_How to complete this task_. Please copy out the records that follow, word for word.

START Given data

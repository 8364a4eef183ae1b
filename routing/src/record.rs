use crate::alias_map::AliasMap;
use base64::Engine;
use base64::engine::general_purpose::STANDARD;
use serde::{Deserialize, Serialize};
use thiserror::Error;

/// Why a single inbound record was dropped.
#[derive(Error, Debug)]
pub enum RecordError {
    #[error("invalid base64 payload: {0}")]
    Base64(#[from] base64::DecodeError),

    #[error("invalid record json: {0}")]
    Json(#[from] serde_json::Error),

    #[error("unknown asset {asset_id}")]
    UnknownAsset { asset_id: String },

    #[error("unknown property {property_id} of asset {asset_id}")]
    UnknownProperty {
        asset_id: String,
        property_id: String,
    },
}

/// Timestamp as emitted by the rule extractor, or in the nested upstream shape.
#[derive(Deserialize)]
#[serde(untagged)]
enum TimestampField {
    Seconds(i64),
    Nested {
        #[serde(rename = "timeInSeconds")]
        time_in_seconds: i64,
    },
}

/// Measurement as emitted by the rule extractor, or in the nested upstream shape.
#[derive(Deserialize)]
#[serde(untagged)]
enum ValueField {
    Double(f64),
    Nested {
        #[serde(rename = "doubleValue")]
        double_value: f64,
    },
}

#[derive(Deserialize)]
#[serde(rename_all = "camelCase")]
struct WireRecord {
    asset_id: String,
    property_id: String,
    timestamp: TimestampField,
    value: ValueField,
}

/// One telemetry sample keyed by opaque asset and property identifiers.
#[derive(Debug, Clone, PartialEq, Serialize)]
#[serde(rename_all = "camelCase")]
pub struct AssetPropertyRecord {
    pub asset_id: String,
    pub property_id: String,
    /// seconds since epoch
    pub timestamp: i64,
    pub value: f64,
}

impl WireRecord {
    fn into_record(self) -> AssetPropertyRecord {
        let timestamp = match self.timestamp {
            TimestampField::Seconds(s) => s,
            TimestampField::Nested { time_in_seconds } => time_in_seconds,
        };
        let value = match self.value {
            ValueField::Double(v) => v,
            ValueField::Nested { double_value } => double_value,
        };
        AssetPropertyRecord {
            asset_id: self.asset_id,
            property_id: self.property_id,
            timestamp,
            value,
        }
    }
}

impl AssetPropertyRecord {
    pub fn from_json(buffer: &[u8]) -> Result<Self, RecordError> {
        let wire: WireRecord = serde_json::from_slice(buffer)?;
        Ok(wire.into_record())
    }

    /// Decodes a base64 stream payload holding one json record.
    pub fn decode(payload: &str) -> Result<Self, RecordError> {
        let buffer = STANDARD.decode(payload.trim())?;
        Self::from_json(&buffer)
    }

    pub fn resolve_alias<'a>(&self, map: &'a AliasMap) -> Result<&'a str, RecordError> {
        if !map.contains_asset(&self.asset_id) {
            return Err(RecordError::UnknownAsset {
                asset_id: self.asset_id.clone(),
            });
        }
        map.alias(&self.asset_id, &self.property_id)
            .ok_or_else(|| RecordError::UnknownProperty {
                asset_id: self.asset_id.clone(),
                property_id: self.property_id.clone(),
            })
    }
}

#[derive(Debug, Clone, Copy, PartialEq, Eq)]
pub enum Destination {
    TimeSeries,
    Batch,
}

/// A record with its resolved alias and routing destination.
#[derive(Debug, Clone, PartialEq, Serialize)]
#[serde(rename_all = "camelCase")]
pub struct ClassifiedRecord {
    #[serde(flatten)]
    pub record: AssetPropertyRecord,
    pub alias: String,
    #[serde(skip)]
    pub destination: Destination,
}

impl ClassifiedRecord {
    /// Newline-terminated json line, as delivered to the batch sink.
    /// Always the flat shape, whatever shape the record was received in.
    pub fn to_json_line(&self) -> serde_json::Result<Vec<u8>> {
        let mut line = serde_json::to_vec(self)?;
        line.push(b'\n');
        Ok(line)
    }
}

END Given data

_Task result_.
repository 8364a4eef183ae1b
filename routing/src/record.rs
use crate::alias_map::AliasMap;
use base64::Engine;
use base64::engine::general_purpose::STANDARD;
use serde::{Deserialize, Serialize};
use thiserror::Error;

/// Why a single inbound record was dropped.
#[derive(Error, Debug)]
pub enum RecordError {
    #[error("invalid base64 payload: {0}")]
    Base64(#[from] base64::DecodeError),

    #[error("invalid record json: {0}")]
    Json(#[from] serde_json::Error),

    #[error("unknown asset {asset_id}")]
    UnknownAsset { asset_id: String },

    #[error("unknown property {property_id} of asset {asset_id}")]
    UnknownProperty {
        asset_id: String,
        property_id: String,
    },
}

/// Timestamp as emitted by the rule extractor, or in the nested upstream shape.
#[derive(Deserialize)]
#[serde(untagged)]
enum TimestampField {
    Seconds(i64),
    Nested {
        #[serde(rename = "timeInSeconds")]
        time_in_seconds: i64,
    },
}

/// Measurement as emitted by the rule extractor, or in the nested upstream shape.
#[derive(Deserialize)]
#[serde(untagged)]
enum ValueField {
    Double(f64),
    Nested {
        #[serde(rename = "doubleValue")]
        double_value: f64,
    },
}

#[derive(Deserialize)]
#[serde(rename_all = "camelCase")]
struct WireRecord {
    asset_id: String,
    property_id: String,
    timestamp: TimestampField,
    value: ValueField,
}

/// One telemetry sample keyed by opaque asset and property identifiers.
#[derive(Debug, Clone, PartialEq, Serialize)]
#[serde(rename_all = "camelCase")]
pub struct AssetPropertyRecord {
    pub asset_id: String,
    pub property_id: String,
    /// seconds since epoch
    pub timestamp: i64,
    pub value: f64,
}

impl WireRecord {
    fn into_record(self) -> AssetPropertyRecord {
        let timestamp = match self.timestamp {
            TimestampField::Seconds(s) => s,
            TimestampField::Nested { time_in_seconds } => time_in_seconds,
        };
        let value = match self.value {
            ValueField::Double(v) => v,
            ValueField::Nested { double_value } => double_value,
        };
        AssetPropertyRecord {
            asset_id: self.asset_id,
            property_id: self.property_id,
            timestamp,
            value,
        }
    }
}

impl AssetPropertyRecord {
    pub fn from_json(buffer: &[u8]) -> Result<Self, RecordError> {
        let wire: WireRecord = serde_json::from_slice(buffer)?;
        Ok(wire.into_record())
    }

    /// Decodes a base64 stream payload holding one json record.
    pub fn decode(payload: &str) -> Result<Self, RecordError> {
        let buffer = STANDARD.decode(payload.trim())?;
        Self::from_json(&buffer)
    }

    pub fn resolve_alias<'a>(&self, map: &'a AliasMap) -> Result<&'a str, RecordError> {
        if !map.contains_asset(&self.asset_id) {
            return Err(RecordError::UnknownAsset {
                asset_id: self.asset_id.clone(),
            });
        }
        map.alias(&self.asset_id, &self.property_id)
            .ok_or_else(|| RecordError::UnknownProperty {
                asset_id: self.asset_id.clone(),
                property_id: self.property_id.clone(),
            })
    }
}

#[derive(Debug, Clone, Copy, PartialEq, Eq)]
pub enum Destination {
    TimeSeries,
    Batch,
}

/// A record with its resolved alias and routing destination.
#[derive(Debug, Clone, PartialEq, Serialize)]
#[serde(rename_all = "camelCase")]
pub struct ClassifiedRecord {
    #[serde(flatten)]
    pub record: AssetPropertyRecord,
    pub alias: String,
    #[serde(skip)]
    pub destination: Destination,
}

impl ClassifiedRecord {
    /// Newline-terminated json line, as delivered to the batch sink.
    /// Always the flat shape, whatever shape the record was received in.
    pub fn to_json_line(&self) -> serde_json::Result<Vec<u8>> {
        let mut line = serde_json::to_vec(self)?;
        line.push(b'\n');
        Ok(line)
    }
}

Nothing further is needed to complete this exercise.